Despite its rapid worldwide adoption as an efficient mutagenesis tool, plant genome editing remains a labour-intensive process requiring often several months of in vitro culture to obtain mutant plantlets. To test, in only a few days, the efficiency of molecular constructs or novel Cas9 variants (clustered regularly interspaced short palindromic repeats (CRISPR)/CRISPR-associated protein 9), a streamlined maize protoplast system coupled to NGS (next generation sequencing) analysis and a novel bioinformatics pipeline was established. A good correlation between the mutation types found with high frequency in protoplasts and the ones observed after stable transformation was demonstrated.

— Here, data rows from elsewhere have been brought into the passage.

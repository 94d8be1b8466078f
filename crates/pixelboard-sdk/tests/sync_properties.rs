//! 端到端同步行为：离线编辑、防抖、折叠、拉取跳过脏实体、重启后继续推送

use std::sync::Arc;
use std::time::Duration;

use pixelboard_sdk::{
    CanvasBoard, CommandOutcome, EntityKind, EntityRecord, InMemoryGateway, LayerPatch, NewBoard,
    PixelboardConfig, PixelboardSDK, Settings, SyncEvent, WorkspaceCommand, WorkspaceSession,
};
use tempfile::TempDir;

fn init_tracing() {
    let _ = tracing_subscriber::fmt()
        .with_max_level(tracing::Level::DEBUG)
        .with_test_writer()
        .try_init();
}

async fn setup() -> (PixelboardSDK, Arc<InMemoryGateway>) {
    init_tracing();
    let gateway = Arc::new(InMemoryGateway::new());
    let config = PixelboardConfig::builder().memory_only(true).build().unwrap();
    let sdk = PixelboardSDK::with_gateway(config, gateway.clone()).await.unwrap();
    (sdk, gateway)
}

fn new_board(name: &str) -> WorkspaceCommand {
    WorkspaceCommand::CreateBoard(NewBoard {
        name: name.into(),
        width: 1920.0,
        height: 1080.0,
        x: 0.0,
        y: 0.0,
        settings: Settings::new(),
    })
}

async fn create_board(session: &WorkspaceSession, name: &str) -> String {
    match session.dispatch(new_board(name)).await.unwrap() {
        CommandOutcome::Created(id) => id,
        other => panic!("unexpected outcome: {:?}", other),
    }
}

async fn move_board(session: &WorkspaceSession, id: &str, x: f64) {
    session
        .dispatch(WorkspaceCommand::UpdateBoard {
            id: id.to_string(),
            patch: LayerPatch::position(x, 0.0),
        })
        .await
        .unwrap();
}

fn remote_board(gateway: &InMemoryGateway, id: &str) -> Option<CanvasBoard> {
    match gateway.remote_record(EntityKind::CanvasBoard, id) {
        Some(EntityRecord::CanvasBoard(board)) => Some(board),
        _ => None,
    }
}

fn board_upserts(gateway: &InMemoryGateway) -> usize {
    gateway
        .upsert_calls()
        .iter()
        .filter(|c| c.kind == EntityKind::CanvasBoard)
        .count()
}

#[tokio::test(start_paused = true)]
async fn offline_edits_reach_remote_as_one_upsert() {
    let (sdk, gateway) = setup().await;
    gateway.set_offline(true);

    let ws = sdk.create_workspace("Poster", Settings::new()).await.unwrap();
    let session = sdk.open_workspace(&ws.id).await.unwrap();
    let board_id = create_board(&session, "A4").await;
    for x in [10.0, 20.0, 30.0] {
        move_board(&session, &board_id, x).await;
    }

    // 防抖触发一次，离线失败，日志保留
    tokio::time::sleep(Duration::from_secs(4)).await;
    assert!(sdk.engine().flush_runs() >= 1);
    assert!(sdk.pending_count().await.unwrap() > 0);
    assert_eq!(gateway.remote_count(EntityKind::CanvasBoard), 0);

    gateway.set_offline(false);
    let outcome = sdk.flush_now().await.unwrap();
    let report = outcome.report().unwrap();
    assert!(report.is_clean());
    assert_eq!(report.remaining, 0);

    assert_eq!(board_upserts(&gateway), 1);
    assert_eq!(gateway.upsert_count_for(&board_id), 1);
    assert_eq!(remote_board(&gateway, &board_id).unwrap().x, 30.0);
    assert_eq!(sdk.pending_count().await.unwrap(), 0);
    sdk.shutdown().await.unwrap();
}

#[tokio::test(start_paused = true)]
async fn rapid_edits_debounce_into_single_flush() {
    let (sdk, gateway) = setup().await;
    let ws = sdk.create_workspace("Poster", Settings::new()).await.unwrap();
    let session = sdk.open_workspace(&ws.id).await.unwrap();
    let board_id = create_board(&session, "A4").await;
    sdk.flush_now().await.unwrap();

    gateway.reset_calls();
    let runs_before = sdk.engine().flush_runs();
    for i in 0..50 {
        move_board(&session, &board_id, i as f64).await;
        tokio::time::advance(Duration::from_millis(10)).await;
    }
    assert_eq!(sdk.engine().flush_runs(), runs_before);

    tokio::time::sleep(Duration::from_secs(4)).await;
    assert_eq!(sdk.engine().flush_runs(), runs_before + 1);
    assert_eq!(gateway.upsert_count_for(&board_id), 1);
    assert_eq!(remote_board(&gateway, &board_id).unwrap().x, 49.0);
    assert_eq!(sdk.pending_count().await.unwrap(), 0);
}

#[tokio::test(start_paused = true)]
async fn create_then_delete_never_upserts() {
    let (sdk, gateway) = setup().await;
    let ws = sdk.create_workspace("Poster", Settings::new()).await.unwrap();
    let session = sdk.open_workspace(&ws.id).await.unwrap();

    let board_id = create_board(&session, "Scratch").await;
    session
        .dispatch(WorkspaceCommand::DeleteBoard { id: board_id.clone() })
        .await
        .unwrap();
    sdk.flush_now().await.unwrap();

    assert_eq!(gateway.upsert_count_for(&board_id), 0);
    assert!(remote_board(&gateway, &board_id).is_none());
    assert!(session.snapshot().board(&board_id).is_none());
    assert_eq!(sdk.pending_count().await.unwrap(), 0);
}

#[tokio::test(start_paused = true)]
async fn pull_keeps_unpushed_local_edits() {
    let (sdk, gateway) = setup().await;
    let ws = sdk.create_workspace("Poster", Settings::new()).await.unwrap();
    let session = sdk.open_workspace(&ws.id).await.unwrap();
    let board_id = create_board(&session, "A4").await;
    sdk.flush_now().await.unwrap();

    // 本地未推送的修改
    move_board(&session, &board_id, 42.0).await;

    // 另一台设备改了同一个画板
    let mut other = remote_board(&gateway, &board_id).unwrap();
    other.x = 999.0;
    gateway.insert_remote(EntityRecord::CanvasBoard(other.clone()));

    let report = sdk.reconcile(&ws.id).await.unwrap();
    assert!(report.skipped_dirty >= 1);
    assert_eq!(session.snapshot().board(&board_id).unwrap().x, 42.0);

    // 推送后本地版本覆盖远端
    sdk.flush_now().await.unwrap();
    assert_eq!(remote_board(&gateway, &board_id).unwrap().x, 42.0);

    // 不再脏，之后的远端修改会被接受
    other.x = 7.0;
    gateway.insert_remote(EntityRecord::CanvasBoard(other));
    let report = sdk.reconcile(&ws.id).await.unwrap();
    assert_eq!(report.skipped_dirty, 0);
    tokio::time::sleep(Duration::from_millis(10)).await;
    assert_eq!(session.snapshot().board(&board_id).unwrap().x, 7.0);
}

#[tokio::test(start_paused = true)]
async fn pruning_pull_drops_clean_remote_deletions() {
    init_tracing();
    let gateway = Arc::new(InMemoryGateway::new());
    let config = PixelboardConfig::builder()
        .memory_only(true)
        .prune_on_pull(true)
        .build()
        .unwrap();
    let sdk = PixelboardSDK::with_gateway(config, gateway.clone()).await.unwrap();
    let ws = sdk.create_workspace("Poster", Settings::new()).await.unwrap();
    let session = sdk.open_workspace(&ws.id).await.unwrap();
    let kept = create_board(&session, "Kept").await;
    let gone = create_board(&session, "Gone").await;
    sdk.flush_now().await.unwrap();

    // 另一台设备删除了两个画板，本地仍在编辑其中一个
    gateway.remove_remote(EntityKind::CanvasBoard, &kept);
    gateway.remove_remote(EntityKind::CanvasBoard, &gone);
    move_board(&session, &kept, 64.0).await;

    let report = sdk.reconcile(&ws.id).await.unwrap();
    assert_eq!(report.pruned, 1);

    let store = sdk.storage().entity_store();
    assert!(store.get(EntityKind::CanvasBoard, &gone).await.unwrap().is_none());
    assert!(store.get(EntityKind::CanvasBoard, &kept).await.unwrap().is_some());
    assert!(store.get(EntityKind::Workspace, &ws.id).await.unwrap().is_some());
}

#[tokio::test(start_paused = true)]
async fn session_refreshes_after_pull() {
    let (sdk, gateway) = setup().await;
    let ws = sdk.create_workspace("Poster", Settings::new()).await.unwrap();
    sdk.flush_now().await.unwrap();
    let session = sdk.open_workspace(&ws.id).await.unwrap();
    let mut events = sdk.subscribe_events();

    gateway.insert_remote(EntityRecord::CanvasBoard(CanvasBoard {
        id: "remote-board".into(),
        workspace_id: ws.id.clone(),
        name: "From tablet".into(),
        width: 800.0,
        height: 600.0,
        x: 5.0,
        y: 5.0,
        settings: Settings::new(),
        sort_order: 1,
        updated_at: 0,
    }));
    sdk.reconcile(&ws.id).await.unwrap();

    loop {
        match events.recv().await.unwrap() {
            SyncEvent::ReconcileCompleted { workspace_id, .. } if workspace_id == ws.id => break,
            _ => {}
        }
    }
    tokio::time::sleep(Duration::from_millis(10)).await;
    let state = session.snapshot();
    assert_eq!(state.board("remote-board").unwrap().name, "From tablet");
}

#[tokio::test(start_paused = true)]
async fn opening_workspace_backfills_layer_order() {
    let (sdk, gateway) = setup().await;
    let ws = sdk.create_workspace("Poster", Settings::new()).await.unwrap();
    sdk.flush_now().await.unwrap();

    // 旧客户端写入的画板没有排序项
    gateway.insert_remote(EntityRecord::CanvasBoard(CanvasBoard {
        id: "legacy-board".into(),
        workspace_id: ws.id.clone(),
        name: "Legacy".into(),
        width: 800.0,
        height: 600.0,
        x: 0.0,
        y: 0.0,
        settings: Settings::new(),
        sort_order: 3,
        updated_at: 0,
    }));
    sdk.reconcile(&ws.id).await.unwrap();
    assert_eq!(sdk.pending_count().await.unwrap(), 0);

    let session = sdk.open_workspace(&ws.id).await.unwrap();
    assert!(session.snapshot().layer_entry("legacy-board").is_some());
    assert_eq!(session.sorted_layer_ids(), vec!["legacy-board".to_string()]);
    assert!(sdk.pending_count().await.unwrap() > 0);

    sdk.flush_now().await.unwrap();
    assert_eq!(gateway.remote_count(EntityKind::LayerOrder), 1);
}

#[tokio::test(start_paused = true)]
async fn repeated_flush_is_idempotent() {
    let (sdk, gateway) = setup().await;
    let ws = sdk.create_workspace("Poster", Settings::new()).await.unwrap();
    let session = sdk.open_workspace(&ws.id).await.unwrap();
    let board_id = create_board(&session, "A4").await;
    sdk.flush_now().await.unwrap();
    move_board(&session, &board_id, 12.0).await;
    sdk.flush_now().await.unwrap();

    assert_eq!(gateway.remote_count(EntityKind::CanvasBoard), 1);
    assert_eq!(gateway.upsert_count_for(&board_id), 2);

    gateway.reset_calls();
    let outcome = sdk.flush_now().await.unwrap();
    assert_eq!(outcome.report().unwrap().drained, 0);
    assert!(gateway.upsert_calls().is_empty());
}

#[tokio::test(start_paused = true)]
async fn shutdown_pushes_pending_edits() {
    let (sdk, gateway) = setup().await;
    let ws = sdk.create_workspace("Poster", Settings::new()).await.unwrap();
    let session = sdk.open_workspace(&ws.id).await.unwrap();
    let board_id = create_board(&session, "A4").await;

    sdk.shutdown().await.unwrap();
    assert!(remote_board(&gateway, &board_id).is_some());
    assert_eq!(sdk.pending_count().await.unwrap(), 0);
    assert!(sdk.scheduler().is_shut_down());
    assert!(!sdk.scheduler().is_pulling(&ws.id));
}

#[tokio::test]
async fn pending_log_survives_restart() {
    init_tracing();
    let dir = TempDir::new().unwrap();
    let ws_id = {
        let gateway = Arc::new(InMemoryGateway::new());
        gateway.set_offline(true);
        let config = PixelboardConfig::builder().data_dir(dir.path()).build().unwrap();
        let sdk = PixelboardSDK::with_gateway(config, gateway).await.unwrap();
        let ws = sdk.create_workspace("Offline", Settings::new()).await.unwrap();
        sdk.shutdown().await.unwrap();
        assert_eq!(sdk.pending_count().await.unwrap(), 1);
        ws.id
    };
    // 让已取消的计时器任务退出并释放存储
    tokio::time::sleep(Duration::from_millis(100)).await;

    let gateway = Arc::new(InMemoryGateway::new());
    let config = PixelboardConfig::builder().data_dir(dir.path()).build().unwrap();
    let sdk = PixelboardSDK::with_gateway(config, gateway.clone()).await.unwrap();
    assert_eq!(sdk.pending_count().await.unwrap(), 1);
    assert_eq!(sdk.list_workspaces().await.unwrap()[0].id, ws_id);

    sdk.flush_now().await.unwrap();
    assert!(gateway.remote_record(EntityKind::Workspace, &ws_id).is_some());
    assert_eq!(sdk.pending_count().await.unwrap(), 0);
}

The protoplast system also allowed to conclude that modifications of the sgRNA (single guide RNA) scaffold leave little room for improvement, that relaxed PAM (protospacer adjacent motif) sites increase the choice of target sites for genome editing, albeit with decreased frequency, and that efficient base editing in maize could be achieved for certain but not all target sites. Phenotypic analysis of base edited mutant maize plants demonstrated that the introduction of a stop codon but not the mutation of a serine predicted to be phosphorylated in the bHLH (basic helix loop helix) transcription factor ZmICEa (INDUCER OF CBF EXPRESSIONa) caused abnormal stomata, pale leaves and eventual plant death two months after sowing.